Bleeding. The mesenteric vessels pass through the neck of the pancreas and are oversewn along the cut edge of the mesentry; the vessels to the spleen and inferior mesenteric vein (IMV) are also ligated. Nevertheless, bleeding on reperfusion and post-operatively is common, and frequently requires a second laparotomy. The necessity to give antithrombotic prophylaxis increases the risk of bleeding.
Intra-abdominal hypertension requiring interposition mesh closure of the abdominal wall may result from the extra volume of tissue transplanted into often small abdomens.

General complications
As with any abdominal surgery there is a risk of chest infection, wound infection and wound breakdown. Patients are also at risk of the long-and short-term complications of immunosuppression.
Foot ulceration, particularly heel ulceration following pro-longed immobilisation, is a risk so patients are nursed on an air mattress to minimise pressure.

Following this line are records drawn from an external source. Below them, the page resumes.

/*
** This file is a part of Xmlwrap (XML parsing and XSLT bridge)
** Copyright (C) 2025 Gurer Ozen
**
** Xmlwrap is free software: you can redistribute it and/or modify it
** under the terms of the GNU Lesser General Public License as
** published by the Free Software Foundation, either version 3 of
** the License, or (at your option) any later version.
*/

use std::io::Write;
use std::str::FromStr;

use super::*;
use crate::ParseError;
use crate::document::MAX_DEPTH;
use crate::document::Serialization;

const IDENTITY: &str = r#"<xsl:stylesheet version="1.0" xmlns:xsl="http://www.w3.org/1999/XSL/Transform">
  <xsl:param name="x" select="0"/>
  <xsl:template match="/">
    <out x="{$x}"><xsl:apply-templates/></out>
  </xsl:template>
  <xsl:template match="@*|node()">
    <xsl:copy><xsl:apply-templates select="@*|node()"/></xsl:copy>
  </xsl:template>
</xsl:stylesheet>"#;

fn stylesheet(source: &str) -> Stylesheet {
    Stylesheet::from_document(Document::from_str(source).unwrap()).unwrap()
}

fn doc(source: &str) -> Document {
    Document::from_str(source).unwrap()
}

fn params(pairs: &[(&str, &str)]) -> ParamSet {
    pairs
        .iter()
        .map(|(name, value)| (name.to_string(), value.to_string()))
        .collect()
}

fn fixture(content: &str) -> tempfile::NamedTempFile {
    let mut file = tempfile::NamedTempFile::new().unwrap();
    file.write_all(content.as_bytes()).unwrap();
    file.flush().unwrap();
    file
}

#[test]
fn identity_with_parameter() {
    let mut style = stylesheet(IDENTITY);
    let input = doc("<a k=\"v\"><b/>t</a>");

    let result = style.apply_with_params(&input, &params(&[("x", "1")])).unwrap();
    assert_eq!(result.to_string(), "<out x=\"1\"><a k=\"v\"><b/>t</a></out>");
    assert!(matches!(result.serialization(), Serialization::Stylesheet(_)));
    assert_eq!(style.error_message(), "");

    let result = style.apply(&input).unwrap();
    assert_eq!(result.to_string(), "<out x=\"0\"><a k=\"v\"><b/>t</a></out>");
}

#[test]
fn identity_on_deep_documents() {
    let mut style = stylesheet(IDENTITY);
    for depth in [200, MAX_DEPTH] {
        let input = doc(&format!("{}{}", "<a>".repeat(depth), "</a>".repeat(depth)));
        let result = style.apply(&input).unwrap();
        let expected = format!(
            "<out x=\"0\">{}<a/>{}</out>",
            "<a>".repeat(depth - 1),
            "</a>".repeat(depth - 1)
        );
        assert_eq!(result.to_string(), expected);
    }
}

#[test]
fn parameters_are_expressions() {
    let mut style = stylesheet(IDENTITY);
    let input = doc("<a n=\"20\"/>");
    let result = style
        .apply_with_params(&input, &params(&[("x", "/a/@n + 1"), ("unused", "'u'")]))
        .unwrap();
    assert_eq!(result.to_string(), "<out x=\"21\"><a n=\"20\"/></out>");
}

#[test]
fn apply_into_caller_document() {
    let mut style = stylesheet(IDENTITY);
    let mut result = Document::new();
    assert!(style.apply_to(&doc("<a/>"), &mut result));
    assert_eq!(result.to_string(), "<out x=\"0\"><a/></out>");

    assert!(style.apply_to_with_params(&doc("<b/>"), &mut result, &params(&[("x", "'y'")])));
    assert_eq!(result.to_string(), "<out x=\"y\"><b/></out>");

    assert!(!style.apply_to_with_params(&doc("<c/>"), &mut result, &params(&[("x", "1 +")])));
    assert!(style.error_message().starts_with("failed to evaluate parameter x"));
    assert_eq!(result.to_string(), "<out x=\"y\"><b/></out>");
}

#[test]
fn errors_discard_the_result() {
    let mut style = stylesheet(
        r#"<xsl:stylesheet version="1.0" xmlns:xsl="http://www.w3.org/1999/XSL/Transform">
             <xsl:template match="/"><r><xsl:value-of select="$nope"/><after/></r></xsl:template>
           </xsl:stylesheet>"#,
    );
    let input = doc("<a/>");

    let mut result = doc("<previous/>");
    assert!(!style.apply_to(&input, &mut result));
    assert_eq!(result.to_string(), "<previous/>");
    assert_eq!(style.error_message(), "$nope: undefined variable $nope");

    assert_eq!(
        style.apply(&input).unwrap_err(),
        StylesheetError::Transform("$nope: undefined variable $nope".to_string())
    );
}

#[test]
fn no_state_between_calls() {
    let mut style = stylesheet(IDENTITY);
    let input = doc("<a/>");

    assert!(style.apply_with_params(&input, &params(&[("x", "$missing")])).is_err());
    assert!(!style.error_message().is_empty());

    let result = style.apply_with_params(&input, &params(&[("x", "2")])).unwrap();
    assert_eq!(result.to_string(), "<out x=\"2\"><a/></out>");
    assert_eq!(style.error_message(), "");

    assert!(style.apply_with_params(&input, &params(&[("x", "$missing")])).is_err());
    let message = style.error_message().to_string();
    assert!(style.apply_with_params(&input, &params(&[("x", "$missing")])).is_err());
    assert_eq!(style.error_message(), message);
}

#[test]
fn terminating_message() {
    let mut style = stylesheet(
        r#"<xsl:stylesheet version="1.0" xmlns:xsl="http://www.w3.org/1999/XSL/Transform">
             <xsl:template match="/">
               <r/>
               <xsl:if test="/stop"><xsl:message terminate="yes">stopped at <xsl:value-of select="name(/*)"/></xsl:message></xsl:if>
             </xsl:template>
           </xsl:stylesheet>"#,
    );
    assert_eq!(style.apply(&doc("<go/>")).unwrap().to_string(), "<r/>");
    assert_eq!(
        style.apply(&doc("<stop/>")).unwrap_err(),
        StylesheetError::Transform("stopped at stop".to_string())
    );
    assert_eq!(style.apply(&doc("<go/>")).unwrap().to_string(), "<r/>");
}

#[test]
fn rejected_documents_come_back() {
    let rejected = Stylesheet::from_document(doc("<a><b/></a>")).unwrap_err();
    assert_eq!(rejected.message, "document is not a stylesheet");
    assert_eq!(rejected.document.to_string(), "<a><b/></a>");

    let rejected = Stylesheet::from_document(Document::new()).unwrap_err();
    assert_eq!(rejected.message, "stylesheet document is empty");
    assert!(rejected.document.is_empty());

    let err = StylesheetError::from(rejected);
    assert_eq!(err, StylesheetError::Compile("stylesheet document is empty".to_string()));
}

#[test]
fn compiled_from_file() {
    let file = fixture(IDENTITY);
    let mut style = Stylesheet::from_file(file.path()).unwrap();
    assert_eq!(style.program().parameters().collect::<Vec<_>>(), ["x"]);
    assert!(style.source().document_element().is_some());
    let result = style.apply(&doc("<a/>")).unwrap();
    assert_eq!(result.to_string(), "<out x=\"0\"><a/></out>");

    assert_eq!(
        Stylesheet::from_file("/no/such/style.xsl").unwrap_err(),
        StylesheetError::Parse(ParseError::SourceUnavailable(
            "failed to open file \"/no/such/style.xsl\"".to_string()
        ))
    );

    let file = fixture("<xsl:stylesheet><oops></xsl:stylesheet>");
    assert!(matches!(
        Stylesheet::from_file(file.path()),
        Err(StylesheetError::Parse(ParseError::Malformed(_)))
    ));

    let file = fixture(r#"<xsl:stylesheet version="1.0" xmlns:xsl="http://www.w3.org/1999/XSL/Transform"><xsl:number/></xsl:stylesheet>"#);
    assert_eq!(
        Stylesheet::from_file(file.path()).unwrap_err(),
        StylesheetError::Compile("unsupported XSLT element xsl:number".to_string())
    );
}

#[test]
fn results_use_output_settings() {
    let mut style = stylesheet(
        r#"<xsl:stylesheet version="1.0" xmlns:xsl="http://www.w3.org/1999/XSL/Transform">
             <xsl:output method="text"/>
             <xsl:template match="/">total: <xsl:value-of select="sum(//n)"/></xsl:template>
           </xsl:stylesheet>"#,
    );
    assert_eq!(style.output_settings().method, Some(crate::document::OutputMethod::Text));
    let result = style.apply(&doc("<l><n>1</n><n>2</n></l>")).unwrap();
    assert_eq!(result.save_to_string(), "total: 3");

    let mut style = stylesheet(IDENTITY);
    let result = style.apply(&doc("<a/>")).unwrap();
    assert_eq!(
        result.save_to_string(),
        "<?xml version=\"1.0\" encoding=\"UTF-8\"?>\n<out x=\"0\"><a/></out>\n"
    );
}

Metabolic complications include bicarbonate loss from a bladder-drained pancreas and hypoglycaemia from a systemic venousdrained pancreas.

Long-term outcomes
Patients are generally insulin independent from the time of transplantation. The 1-year graft and patient survival are 90% and 98%; thereafter the half-life of a pancreas transplant is around 10 years if transplanted with a kidney, and less if transplanted in isolation  (PAK,  PTA).  Pancreas  transplantation  has  a  higher 1-year mortality than kidney transplantation alone, but a far superior 10-year survival due largely to beneficial effects in reducing cardiac events.